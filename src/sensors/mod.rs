//! Sensor state shared between input sources and reporting.
//!
//! Sensors are updated from an input source (hardware samples, simulation)
//! and read by whoever publishes their values upstream.

pub mod orp_sensor;

pub use orp_sensor::OrpSensor;

/// Trait for sensors with change detection.
///
/// The version number is incremented each time the sensor value changes,
/// so readers can tell whether anything happened since they last looked.
pub trait Sensor: Send + Sync {
    /// Get the current version number.
    fn version(&self) -> u32;
}
//! Oxidation-reduction potential (ORP) probe.
//!
//! The probe is read through a 12-bit ADC. A reading averages a batch of
//! raw samples, applies the calibration offset and clamps the result to the
//! configured measurement range. Values are in millivolts.

use super::Sensor;
use crate::capability::CapabilityDescriptor;
use crate::definitions::{ORP_CALIBRATION_MAX_MV, ORP_CALIBRATION_MIN_MV};
use crate::error::WriteError;
use log::{info, warn};
use std::sync::atomic::{AtomicI32, AtomicU32, Ordering};

/// ADC reference voltage in millivolts.
pub const ADC_REFERENCE_MV: i32 = 3300;
/// Largest raw value of the 12-bit ADC.
pub const ADC_MAX_RAW: i32 = 4095;

/// Convert a raw ADC sample to millivolts (uncalibrated linear scale).
pub fn raw_to_millivolts(raw: u16) -> i32 {
    let raw = (raw as i32).min(ADC_MAX_RAW);
    raw * ADC_REFERENCE_MV / ADC_MAX_RAW
}

/// ORP sensor that can be updated from external sources.
pub struct OrpSensor {
    /// Last reading in millivolts, calibrated and clamped
    value_mv: AtomicI32,
    /// Calibration offset in millivolts
    calibration_mv: AtomicI32,
    /// Version counter for change detection
    version: AtomicU32,
    min_value_mv: i32,
    max_value_mv: i32,
}

impl OrpSensor {
    /// Create a sensor measuring within `[min_value_mv, max_value_mv]`.
    ///
    /// The initial reading is the lower bound. Inverted bounds are swapped.
    pub fn new(min_value_mv: i32, max_value_mv: i32) -> Self {
        let (min_value_mv, max_value_mv) = if min_value_mv <= max_value_mv {
            (min_value_mv, max_value_mv)
        } else {
            warn!(
                "[ORP] Inverted measurement range {}-{} mV, using {}-{} mV",
                min_value_mv, max_value_mv, max_value_mv, min_value_mv
            );
            (max_value_mv, min_value_mv)
        };
        Self {
            value_mv: AtomicI32::new(min_value_mv),
            calibration_mv: AtomicI32::new(0),
            version: AtomicU32::new(0),
            min_value_mv,
            max_value_mv,
        }
    }

    /// Get the current reading in millivolts.
    pub fn get_millivolts(&self) -> i32 {
        self.value_mv.load(Ordering::SeqCst)
    }

    pub fn calibration_mv(&self) -> i32 {
        self.calibration_mv.load(Ordering::SeqCst)
    }

    /// Store a reading, clamped to the measurement range. Increments the
    /// version if the stored value changed. Returns the stored value.
    pub fn set_millivolts(&self, millivolts: i32) -> i32 {
        let clamped = millivolts.clamp(self.min_value_mv, self.max_value_mv);
        let old = self.value_mv.swap(clamped, Ordering::SeqCst);
        if old != clamped {
            self.version.fetch_add(1, Ordering::SeqCst);
        }
        clamped
    }

    /// Average a batch of raw ADC samples into a new reading.
    ///
    /// Returns `None` (and leaves the reading untouched) for an empty batch.
    pub fn update_from_samples(&self, samples: &[u16]) -> Option<i32> {
        if samples.is_empty() {
            return None;
        }
        let sum: i64 = samples.iter().map(|&raw| raw_to_millivolts(raw) as i64).sum();
        let average = (sum / samples.len() as i64) as i32;
        Some(self.set_millivolts(average + self.calibration_mv()))
    }

    /// Set the calibration offset. Takes effect with the next reading.
    pub fn set_calibration(&self, offset_mv: i32) -> Result<(), WriteError> {
        let (min, max) = (ORP_CALIBRATION_MIN_MV as i32, ORP_CALIBRATION_MAX_MV as i32);
        if !(min..=max).contains(&offset_mv) {
            return Err(WriteError::OutOfRange {
                name: "orp_calibration".to_string(),
                value: offset_mv as f64,
                min: min as f64,
                max: max as f64,
            });
        }
        self.calibration_mv.store(offset_mv, Ordering::SeqCst);
        info!("[ORP] Calibration set to: {} mV", offset_mv);
        Ok(())
    }

    /// Apply an external calibration write through its descriptor.
    ///
    /// The descriptor decides access, range and rounding; the accepted
    /// value becomes the new offset.
    pub fn write_calibration(
        &self,
        descriptor: &CapabilityDescriptor,
        proposed: f64,
    ) -> Result<i32, WriteError> {
        let accepted = descriptor.evaluate_write(proposed)?;
        let offset = accepted.round() as i32;
        self.set_calibration(offset)?;
        Ok(offset)
    }
}

impl Sensor for OrpSensor {
    fn version(&self) -> u32 {
        self.version.load(Ordering::SeqCst)
    }
}

#[cfg(test)]
mod tests {
    use super::*;
    use crate::definitions::{ORP_CALIBRATION_CAPABILITY, ORP_CAPABILITY, orp_sensor};

    fn descriptor(name: &str) -> CapabilityDescriptor {
        orp_sensor()
            .capabilities
            .into_iter()
            .find(|descriptor| descriptor.name() == name)
            .unwrap()
    }

    #[test]
    fn test_raw_conversion() {
        assert_eq!(raw_to_millivolts(0), 0);
        assert_eq!(raw_to_millivolts(4095), 3300);
        assert_eq!(raw_to_millivolts(u16::MAX), 3300);
        assert_eq!(raw_to_millivolts(2048), 1650);
    }

    #[test]
    fn test_initial_state() {
        let sensor = OrpSensor::new(100, 4000);
        assert_eq!(sensor.get_millivolts(), 100);
        assert_eq!(sensor.calibration_mv(), 0);
        assert_eq!(sensor.version(), 0);
    }

    #[test]
    fn test_inverted_range_swapped() {
        let sensor = OrpSensor::new(4000, 100);
        assert_eq!(sensor.get_millivolts(), 100);
        assert_eq!(sensor.set_millivolts(5000), 4000);
        assert_eq!(sensor.set_millivolts(-20), 100);
    }

    #[test]
    fn test_samples_averaged_and_clamped() {
        let sensor = OrpSensor::new(100, 1000);

        // 620 raw reads as 499 mV
        assert_eq!(sensor.update_from_samples(&[620, 620]), Some(499));
        assert_eq!(sensor.version(), 1);

        assert_eq!(sensor.update_from_samples(&[4095; 10]), Some(1000));
        assert_eq!(sensor.update_from_samples(&[0; 10]), Some(100));
        assert_eq!(sensor.update_from_samples(&[]), None);
        assert_eq!(sensor.get_millivolts(), 100);
    }

    #[test]
    fn test_same_value_keeps_version() {
        let sensor = OrpSensor::new(100, 4000);
        sensor.set_millivolts(500);
        assert_eq!(sensor.version(), 1);
        sensor.set_millivolts(500);
        assert_eq!(sensor.version(), 1);
        sensor.set_millivolts(501);
        assert_eq!(sensor.version(), 2);
    }

    #[test]
    fn test_calibration_offset_applied() {
        let sensor = OrpSensor::new(100, 4000);
        sensor.set_calibration(-50).unwrap();
        assert_eq!(sensor.update_from_samples(&[620]), Some(449));
        assert!(sensor.set_calibration(501).is_err());
        assert_eq!(sensor.calibration_mv(), -50);
    }

    #[test]
    fn test_calibration_write_through_descriptor() {
        let sensor = OrpSensor::new(100, 4000);
        let calibration = descriptor(ORP_CALIBRATION_CAPABILITY);
        assert_eq!(sensor.write_calibration(&calibration, 25.4), Ok(25));
        assert_eq!(sensor.calibration_mv(), 25);

        assert!(matches!(
            sensor.write_calibration(&calibration, -700.0),
            Err(WriteError::OutOfRange { .. })
        ));
        assert_eq!(sensor.calibration_mv(), 25);

        let measurement = descriptor(ORP_CAPABILITY);
        assert_eq!(
            sensor.write_calibration(&measurement, 10.0),
            Err(WriteError::AccessDenied(ORP_CAPABILITY.to_string()))
        );
    }
}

> Requirement: Report every line above that has the string "Returns" in it.

> Written solution:
    /// version if the stored value changed. Returns the stored value.
    /// Returns `None` (and leaves the reading untouched) for an empty batch.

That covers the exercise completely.